impl MockServer {
    /// Create a server for a loaded configuration.
    pub fn new(config: MockServerConfig) -> Result<Self, ConfigError> {
        let table = RouteTable::from_config(&config)?;
        table.log_registrations();

        let store = Arc::new(FsMockStore::new(&config.mock_directory));
        let resolver =
            ResponseResolver::new(store).with_request_header_logging(config.log_request_headers);

        let static_files = match (&config.static_directory, &config.static_path) {
            (Some(dir), Some(prefix)) => {
                info!(path = %prefix, directory = %dir.display(), "Serving static files");
                Some((prefix.clone(), FsMockStore::new(dir)))
            }
            _ => None,
        };

        let proxy = config.proxy_url.as_deref().map(|url| {
            info!(proxy_url = %url, "Proxying unmatched requests");
            UpstreamProxy::new(url)
        });

        info!(
            routes = table.len(),
            mock_directory = %config.mock_directory.display(),
            "Mock server initialized"
        );

        Ok(Self {
            config,
            config_path: None,
            options: ConfigLayer::default(),
            routes: RwLock::new(Arc::new(table)),
            resolver,
            static_files,
            proxy,
        })
    }

    /// Remember where the configuration came from, for `/admin/reload`.
    pub fn with_config_file(mut self, path: PathBuf, options: ConfigLayer) -> Self {
        self.config_path = Some(path);
        self.options = options;
        self
    }

    /// Snapshot of the current route table.
    pub async fn routes(&self) -> Arc<RouteTable> {
        self.routes.read().await.clone()
    }

    /// Insert or replace one service URL's route.
    ///
    /// The table is copied and swapped, so requests in flight keep the
    /// table they started with.
    pub async fn upsert(&self, route: RouteDefinition) {
        let mut current = self.routes.write().await;
        let mut table = RouteTable::clone(&current);
        table.upsert(route);
        *current = Arc::new(table);
    }

    /// Re-read the configuration file and swap in its routes.
    ///
    /// Only the route table is replaced; other settings keep the values
    /// the server started with.
    pub async fn reload(&self) -> Result<usize, ConfigError> {
        let Some(path) = &self.config_path else {
            return Ok(0);
        };
        info!(config = %path.display(), "Loading config file");
        let config = MockServerConfig::load(path, &self.options)?;
        let table = RouteTable::from_config(&config)?;
        table.log_registrations();

        let count = table.len();
        *self.routes.write().await = Arc::new(table);
        Ok(count)
    }

    /// Bind the configured port and serve until the task is dropped.
    pub async fn run(self: Arc<Self>) -> anyhow::Result<()> {
        let addr = SocketAddr::from(([0, 0, 0, 0], self.config.port));
        let listener = TcpListener::bind(addr).await?;
        info!(%addr, "Mock server listening");
        self.serve(listener).await
    }

    /// Accept connections on `listener`, one task per connection.
    pub async fn serve(self: Arc<Self>, listener: TcpListener) -> anyhow::Result<()> {
        loop {
            let (stream, remote) = listener.accept().await?;
            let io = TokioIo::new(stream);
            let server = Arc::clone(&self);

            tokio::spawn(async move {
                let service = service_fn(move |req| {
                    let server = Arc::clone(&server);
                    async move { Ok::<_, Infallible>(server.handle(req).await) }
                });
                if let Err(e) = http1::Builder::new().serve_connection(io, service).await {
                    debug!(%remote, "Connection error: {}", e);
                }
            });
        }
    }

    /// Handle one request.
    pub async fn handle<B>(&self, req: Request<B>) -> Response<Full<Bytes>>
    where
        B: Body<Data = Bytes>,
        B::Error: fmt::Display,
    {
        let started = Instant::now();
        let (parts, body) = req.into_parts();
        let body = match body.collect().await {
            Ok(collected) => collected.to_bytes(),
            Err(e) => {
                warn!("Failed to read request body: {}", e);
                Bytes::new()
            }
        };

        let (mut response, mock_file) = self.dispatch(&parts, body).await;
        self.add_cors_headers(response.headers_mut());

        let status = response.status().as_u16();
        let elapsed_ms = started.elapsed().as_millis() as u64;
        let mock_file = mock_file.unwrap_or_default();
        if status >= 400 {
            error!(method = %parts.method, url = %parts.uri, status, mock_file = %mock_file, elapsed_ms, "Request");
        } else {
            info!(method = %parts.method, url = %parts.uri, status, mock_file = %mock_file, elapsed_ms, "Request");
        }
        response
    }

    async fn dispatch(&self, parts: &Parts, body: Bytes) -> (Response<Full<Bytes>>, Option<String>) {
        let full_path = parts.uri.path();
        let mounted = match self.config.basepath.as_deref() {
            Some(basepath) => strip_basepath(full_path, basepath),
            None => Some(full_path),
        };

        if let Some(path) = mounted {
            match path.trim_end_matches('/') {
                "/admin/setMock" => {
                    let req = self.request(parts, path, HashMap::new(), body);
                    return (self.admin_set_mock(&req).await, None);
                }
                "/admin/reload" => return (self.admin_reload().await, None),
                _ => {}
            }

            let table = self.routes().await;
            if let Some(found) = table.lookup(parts.method.as_str(), path) {
                let req = self.request(parts, path, found.path_params, body);
                let plan = self.resolver.resolve(found.route, &req).await;
                let mock_file = plan.mock_file.clone();
                return (self.flush(plan).await, mock_file);
            }
        }

        if let Some(response) = self.serve_static(parts).await {
            return (response, None);
        }
        if let Some(proxy) = &self.proxy {
            return (proxy.forward(parts, body).await, None);
        }
        (status_response(StatusCode::NOT_FOUND), None)
    }

    fn request(
        &self,
        parts: &Parts,
        path: &str,
        path_params: HashMap<String, String>,
        body: Bytes,
    ) -> MockRequest {
        let mut req = MockRequest::new(parts.method.as_str(), path);
        if let Some(query) = parts.uri.query() {
            req = req.with_query_string(query);
        }
        for (name, value) in parts.headers.iter() {
            if let Ok(value) = value.to_str() {
                req = req.with_header(name.as_str(), value);
            }
        }
        req.path_params = path_params;
        req.with_raw_body(body, self.config.allow_avoid_pre_flight)
    }

    /// Wait out the plan's latency, then build the response.
    async fn flush(&self, plan: ResponsePlan) -> Response<Full<Bytes>> {
        if !plan.latency.is_zero() {
            tokio::time::sleep(plan.latency).await;
        }

        let status = StatusCode::from_u16(plan.status).unwrap_or(StatusCode::INTERNAL_SERVER_ERROR);
        let mut headers = HeaderMap::new();
        for (name, value) in &plan.headers {
            insert_header(&mut headers, name, value);
        }
        if plan.suppresses_body() {
            headers.remove(CONTENT_TYPE);
            headers.remove(CONTENT_LENGTH);
            return build_response(status, headers, Bytes::new());
        }

        let body = match plan.body {
            PlanBody::Empty => Bytes::new(),
            PlanBody::Bytes(bytes) => {
                let content_type = plan
                    .content_type
                    .as_deref()
                    .unwrap_or("application/octet-stream");
                insert_header(&mut headers, CONTENT_TYPE.as_str(), content_type);
                Bytes::from(bytes)
            }
            PlanBody::Json(value) => match serde_json::to_vec(&value) {
                Ok(bytes) => {
                    insert_header(&mut headers, CONTENT_TYPE.as_str(), "application/json; charset=utf-8");
                    Bytes::from(bytes)
                }
                Err(e) => {
                    error!("Failed to serialize JSON response: {}", e);
                    return status_response(StatusCode::INTERNAL_SERVER_ERROR);
                }
            },
            PlanBody::File { path } => match self.resolver.store().read(&path).await {
                Ok(Some(bytes)) => {
                    if !headers.contains_key(CONTENT_TYPE) {
                        insert_header(&mut headers, CONTENT_TYPE.as_str(), content_type_for(&path));
                    }
                    Bytes::from(bytes)
                }
                Ok(None) => {
                    warn!(mock_file = %path, "Mock file disappeared before it was sent");
                    return status_response(StatusCode::NOT_FOUND);
                }
                Err(e) => {
                    error!("{}", e);
                    return status_response(StatusCode::NOT_FOUND);
                }
            },
        };

        build_response(status, headers, body)
    }

    async fn admin_set_mock(&self, req: &MockRequest) -> Response<Full<Bytes>> {
        let route = match self.admin_route(req) {
            Ok(route) => route,
            Err(message) => {
                warn!("Rejected setMock request: {}", message);
                return json_response(StatusCode::BAD_REQUEST, &json!({ "error": message }));
            }
        };
        let echo = match serde_json::to_value(&route) {
            Ok(echo) => echo,
            Err(e) => {
                error!("Failed to serialize route: {}", e);
                return status_response(StatusCode::INTERNAL_SERVER_ERROR);
            }
        };

        info!(
            verb = %route.verb.as_str().to_uppercase(),
            service_url = %route.service_url,
            mock_file = route.mock_file.as_deref().unwrap_or("<no mockFile>"),
            "Set route"
        );
        self.upsert(route).await;
        json_response(StatusCode::OK, &echo)
    }

    /// Build a route from a JSON body carrying `serviceUrl`, `verb` and
    /// `mockFile`, or else from individual request parameters.
    fn admin_route(&self, req: &MockRequest) -> Result<RouteDefinition, String> {
        let json = req.body.as_json();
        let fields: Map<String, Value> = match json.as_deref() {
            Some(Value::Object(map))
                if ["serviceUrl", "verb", "mockFile"]
                    .iter()
                    .all(|key| map.get(*key).is_some_and(|v| !v.is_null())) =>
            {
                map.clone()
            }
            _ => ADMIN_FIELDS
                .iter()
                .filter_map(|name| {
                    let value = req.param(name)?;
                    let value = match *name {
                        "latency" => value
                            .parse::<u64>()
                            .map(Value::from)
                            .unwrap_or(Value::String(value)),
                        _ => Value::String(value),
                    };
                    Some((name.to_string(), value))
                })
                .collect(),
        };

        let service_url = fields
            .get("serviceUrl")
            .and_then(Value::as_str)
            .filter(|url| !url.is_empty())
            .ok_or("serviceUrl is required")?
            .to_string();
        let verb_name = fields
            .get("verb")
            .and_then(Value::as_str)
            .ok_or("verb is required")?;
        let verb = Verb::parse(verb_name).ok_or_else(|| format!("unknown verb '{}'", verb_name))?;

        let overrides: RouteOverride =
            serde_json::from_value(Value::Object(fields.clone())).map_err(|e| e.to_string())?;
        let route =
            RouteDefinition::from_override(&service_url, verb, &overrides, self.config.latency);
        route.validate().map_err(|e| e.to_string())?;
        Ok(route)
    }

    async fn admin_reload(&self) -> Response<Full<Bytes>> {
        let Some(path) = &self.config_path else {
            warn!("No config file path set.");
            return json_response(
                StatusCode::OK,
                &json!({"configFilePath": "", "reloaded": "false"}),
            );
        };

        match self.reload().await {
            Ok(routes) => {
                info!(config = %path.display(), routes, "Reloaded config");
                json_response(
                    StatusCode::OK,
                    &json!({"configFilePath": path.display().to_string(), "reloaded": "true"}),
                )
            }
            Err(e) => {
                error!(config = %path.display(), "Failed to reload config: {}", e);
                json_response(
                    StatusCode::INTERNAL_SERVER_ERROR,
                    &json!({"configFilePath": path.display().to_string(), "error": e.to_string()}),
                )
            }
        }
    }

    async fn serve_static(&self, parts: &Parts) -> Option<Response<Full<Bytes>>> {
        let (prefix, store) = self.static_files.as_ref()?;
        if parts.method != Method::GET && parts.method != Method::HEAD {
            return None;
        }
        let relative = strip_basepath(parts.uri.path(), prefix)?;
        let relative = urlencoding::decode(relative).ok()?;

        match store.read(&relative).await {
            Ok(Some(bytes)) => {
                let mut headers = HeaderMap::new();
                insert_header(&mut headers, CONTENT_TYPE.as_str(), content_type_for(&relative));
                Some(build_response(StatusCode::OK, headers, Bytes::from(bytes)))
            }
            Ok(None) => None,
            Err(e) => {
                debug!("Static file not served: {}", e);
                None
            }
        }
    }

    fn add_cors_headers(&self, headers: &mut HeaderMap) {
        let credentials = self.config.cors_credentials.as_deref().unwrap_or("");
        insert_header(
            headers,
            "access-control-allow-origin",
            &self.config.allowed_domains.join(","),
        );
        insert_header(headers, "access-control-allow-methods", "GET,PUT,POST,PATCH,DELETE");
        insert_header(
            headers,
            "access-control-allow-headers",
            &self.config.allowed_headers.join(","),
        );
        insert_header(headers, "access-control-allow-credentials", credentials);
    }
}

* REQUIREMENT:
Show each line of the listing that holds the string "overrides".

* RESULT OF THIS TASK:
        let overrides: RouteOverride =
            RouteDefinition::from_override(&service_url, verb, &overrides, self.config.latency);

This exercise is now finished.